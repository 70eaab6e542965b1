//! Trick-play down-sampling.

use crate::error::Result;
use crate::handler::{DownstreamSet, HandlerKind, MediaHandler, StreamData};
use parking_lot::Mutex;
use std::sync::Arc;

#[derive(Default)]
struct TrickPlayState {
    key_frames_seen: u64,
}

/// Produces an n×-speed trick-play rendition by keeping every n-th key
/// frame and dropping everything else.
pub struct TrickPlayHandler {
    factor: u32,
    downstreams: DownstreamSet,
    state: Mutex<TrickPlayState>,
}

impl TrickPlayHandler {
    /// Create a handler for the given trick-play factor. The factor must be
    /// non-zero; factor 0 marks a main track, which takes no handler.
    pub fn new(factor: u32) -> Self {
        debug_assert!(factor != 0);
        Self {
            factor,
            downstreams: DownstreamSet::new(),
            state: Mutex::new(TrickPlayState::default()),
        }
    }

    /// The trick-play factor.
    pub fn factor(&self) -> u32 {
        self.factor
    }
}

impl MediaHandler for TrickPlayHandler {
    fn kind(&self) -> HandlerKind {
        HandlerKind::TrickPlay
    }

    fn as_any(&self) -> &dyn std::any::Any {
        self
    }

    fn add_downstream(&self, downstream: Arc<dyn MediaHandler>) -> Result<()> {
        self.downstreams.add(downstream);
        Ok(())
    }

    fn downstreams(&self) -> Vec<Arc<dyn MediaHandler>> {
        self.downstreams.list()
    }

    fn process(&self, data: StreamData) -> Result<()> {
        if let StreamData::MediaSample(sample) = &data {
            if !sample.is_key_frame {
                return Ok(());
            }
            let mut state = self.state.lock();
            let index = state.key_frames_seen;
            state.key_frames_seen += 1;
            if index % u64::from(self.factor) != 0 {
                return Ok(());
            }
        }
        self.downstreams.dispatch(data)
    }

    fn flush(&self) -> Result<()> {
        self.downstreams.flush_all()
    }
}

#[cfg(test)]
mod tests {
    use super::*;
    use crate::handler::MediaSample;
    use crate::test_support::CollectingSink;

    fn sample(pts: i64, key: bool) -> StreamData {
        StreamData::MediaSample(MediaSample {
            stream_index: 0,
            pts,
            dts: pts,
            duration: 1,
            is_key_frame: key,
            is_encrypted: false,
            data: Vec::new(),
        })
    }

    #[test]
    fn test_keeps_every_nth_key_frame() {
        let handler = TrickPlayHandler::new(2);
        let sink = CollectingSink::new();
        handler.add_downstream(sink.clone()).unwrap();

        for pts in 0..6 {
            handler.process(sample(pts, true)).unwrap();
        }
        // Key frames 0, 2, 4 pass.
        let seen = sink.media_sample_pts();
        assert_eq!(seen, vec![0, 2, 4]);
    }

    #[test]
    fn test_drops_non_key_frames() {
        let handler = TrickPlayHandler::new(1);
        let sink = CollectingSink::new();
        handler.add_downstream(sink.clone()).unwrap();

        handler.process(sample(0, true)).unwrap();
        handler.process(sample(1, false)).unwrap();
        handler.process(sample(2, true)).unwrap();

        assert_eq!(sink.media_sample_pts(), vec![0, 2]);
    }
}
++++++++++
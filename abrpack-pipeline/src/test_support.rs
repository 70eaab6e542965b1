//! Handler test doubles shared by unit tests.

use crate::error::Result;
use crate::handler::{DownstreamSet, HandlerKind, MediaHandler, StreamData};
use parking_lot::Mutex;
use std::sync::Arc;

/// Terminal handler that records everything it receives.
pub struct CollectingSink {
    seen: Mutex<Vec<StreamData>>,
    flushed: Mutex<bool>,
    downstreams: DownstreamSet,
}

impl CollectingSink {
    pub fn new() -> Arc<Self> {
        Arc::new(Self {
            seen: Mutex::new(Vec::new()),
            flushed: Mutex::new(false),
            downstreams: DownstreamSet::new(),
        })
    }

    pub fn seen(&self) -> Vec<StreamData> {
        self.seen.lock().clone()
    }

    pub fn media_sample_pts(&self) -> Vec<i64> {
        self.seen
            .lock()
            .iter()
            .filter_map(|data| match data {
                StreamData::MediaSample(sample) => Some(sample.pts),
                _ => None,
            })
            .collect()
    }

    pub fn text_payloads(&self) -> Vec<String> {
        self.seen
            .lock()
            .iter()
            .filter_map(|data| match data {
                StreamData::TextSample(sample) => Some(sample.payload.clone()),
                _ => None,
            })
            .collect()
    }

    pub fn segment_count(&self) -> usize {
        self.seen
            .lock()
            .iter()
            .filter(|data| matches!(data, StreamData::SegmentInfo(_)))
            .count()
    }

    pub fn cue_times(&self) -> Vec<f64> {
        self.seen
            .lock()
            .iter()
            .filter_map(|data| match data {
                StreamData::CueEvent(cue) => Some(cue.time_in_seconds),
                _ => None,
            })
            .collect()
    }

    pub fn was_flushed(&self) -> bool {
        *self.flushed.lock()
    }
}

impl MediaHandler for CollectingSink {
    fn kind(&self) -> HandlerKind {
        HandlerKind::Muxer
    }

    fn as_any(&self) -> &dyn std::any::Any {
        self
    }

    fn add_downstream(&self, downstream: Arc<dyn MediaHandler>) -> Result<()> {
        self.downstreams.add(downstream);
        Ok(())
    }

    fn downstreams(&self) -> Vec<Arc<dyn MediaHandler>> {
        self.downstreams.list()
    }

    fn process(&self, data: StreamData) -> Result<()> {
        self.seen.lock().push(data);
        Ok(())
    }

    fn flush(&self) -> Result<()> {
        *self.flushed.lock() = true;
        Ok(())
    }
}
++++++++++
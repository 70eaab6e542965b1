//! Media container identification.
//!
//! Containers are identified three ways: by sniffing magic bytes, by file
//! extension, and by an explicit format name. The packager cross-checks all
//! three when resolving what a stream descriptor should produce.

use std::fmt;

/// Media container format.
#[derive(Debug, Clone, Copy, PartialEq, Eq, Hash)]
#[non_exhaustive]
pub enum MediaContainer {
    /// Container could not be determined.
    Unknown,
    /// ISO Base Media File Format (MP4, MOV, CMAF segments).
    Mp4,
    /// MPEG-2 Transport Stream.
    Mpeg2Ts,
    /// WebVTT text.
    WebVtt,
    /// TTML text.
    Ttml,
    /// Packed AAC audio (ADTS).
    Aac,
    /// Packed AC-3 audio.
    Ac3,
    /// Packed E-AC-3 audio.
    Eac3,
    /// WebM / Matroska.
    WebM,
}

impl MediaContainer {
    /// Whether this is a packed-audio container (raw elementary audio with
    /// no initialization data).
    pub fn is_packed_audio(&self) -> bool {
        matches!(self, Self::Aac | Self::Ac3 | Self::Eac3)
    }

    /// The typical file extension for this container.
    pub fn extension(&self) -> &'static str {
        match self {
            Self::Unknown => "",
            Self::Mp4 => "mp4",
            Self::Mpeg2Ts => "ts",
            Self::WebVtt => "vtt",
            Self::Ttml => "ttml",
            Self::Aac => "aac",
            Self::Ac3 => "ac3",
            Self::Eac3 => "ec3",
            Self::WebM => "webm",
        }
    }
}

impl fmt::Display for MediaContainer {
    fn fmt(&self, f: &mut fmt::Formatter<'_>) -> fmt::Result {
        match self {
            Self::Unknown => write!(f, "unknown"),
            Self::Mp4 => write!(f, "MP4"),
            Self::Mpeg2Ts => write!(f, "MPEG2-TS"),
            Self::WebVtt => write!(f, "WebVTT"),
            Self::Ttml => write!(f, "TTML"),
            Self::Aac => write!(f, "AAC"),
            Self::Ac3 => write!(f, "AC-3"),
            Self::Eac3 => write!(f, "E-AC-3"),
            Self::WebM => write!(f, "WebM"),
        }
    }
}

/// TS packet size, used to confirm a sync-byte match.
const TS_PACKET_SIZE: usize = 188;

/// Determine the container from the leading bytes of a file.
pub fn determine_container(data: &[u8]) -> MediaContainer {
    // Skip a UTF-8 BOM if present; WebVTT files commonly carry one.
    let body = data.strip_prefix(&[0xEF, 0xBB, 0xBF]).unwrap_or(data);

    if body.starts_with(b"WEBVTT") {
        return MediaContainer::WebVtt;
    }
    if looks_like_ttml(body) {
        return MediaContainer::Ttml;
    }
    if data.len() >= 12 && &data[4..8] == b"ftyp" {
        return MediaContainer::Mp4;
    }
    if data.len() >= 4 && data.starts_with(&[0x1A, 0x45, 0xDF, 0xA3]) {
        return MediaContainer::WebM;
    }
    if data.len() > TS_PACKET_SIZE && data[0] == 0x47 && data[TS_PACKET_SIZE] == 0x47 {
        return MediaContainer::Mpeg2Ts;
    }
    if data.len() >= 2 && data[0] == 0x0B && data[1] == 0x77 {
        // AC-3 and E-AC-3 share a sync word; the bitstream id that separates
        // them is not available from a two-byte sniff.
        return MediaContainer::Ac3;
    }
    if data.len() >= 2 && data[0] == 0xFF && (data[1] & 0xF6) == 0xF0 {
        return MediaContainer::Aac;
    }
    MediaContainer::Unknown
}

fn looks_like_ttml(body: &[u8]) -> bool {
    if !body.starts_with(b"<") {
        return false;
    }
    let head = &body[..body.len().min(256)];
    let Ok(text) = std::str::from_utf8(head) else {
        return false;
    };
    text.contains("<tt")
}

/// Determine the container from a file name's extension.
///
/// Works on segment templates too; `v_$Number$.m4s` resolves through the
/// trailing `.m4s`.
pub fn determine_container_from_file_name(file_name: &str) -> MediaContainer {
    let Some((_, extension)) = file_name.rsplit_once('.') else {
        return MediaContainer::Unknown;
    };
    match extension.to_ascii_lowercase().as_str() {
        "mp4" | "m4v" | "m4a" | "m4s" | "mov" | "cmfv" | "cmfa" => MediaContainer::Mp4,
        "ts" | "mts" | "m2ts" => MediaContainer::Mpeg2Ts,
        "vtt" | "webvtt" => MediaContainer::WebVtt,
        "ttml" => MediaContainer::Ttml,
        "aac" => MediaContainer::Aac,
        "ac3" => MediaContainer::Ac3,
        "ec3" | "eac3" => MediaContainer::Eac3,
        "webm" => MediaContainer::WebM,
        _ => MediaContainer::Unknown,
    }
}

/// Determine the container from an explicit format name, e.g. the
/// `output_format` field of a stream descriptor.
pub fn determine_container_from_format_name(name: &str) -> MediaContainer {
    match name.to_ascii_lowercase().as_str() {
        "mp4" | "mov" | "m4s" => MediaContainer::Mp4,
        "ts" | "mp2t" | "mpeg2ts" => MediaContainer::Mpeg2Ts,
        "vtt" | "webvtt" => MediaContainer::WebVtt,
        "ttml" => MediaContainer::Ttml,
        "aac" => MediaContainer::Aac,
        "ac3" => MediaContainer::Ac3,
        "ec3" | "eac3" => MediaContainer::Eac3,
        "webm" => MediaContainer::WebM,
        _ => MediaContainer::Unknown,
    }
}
++++++++++
Return all lines of the material above in which the word "derive" occurs.

*EXERCISE RESPONSE*:
#[derive(Default)]
#[derive(Debug, Clone, Copy, PartialEq, Eq, Hash)]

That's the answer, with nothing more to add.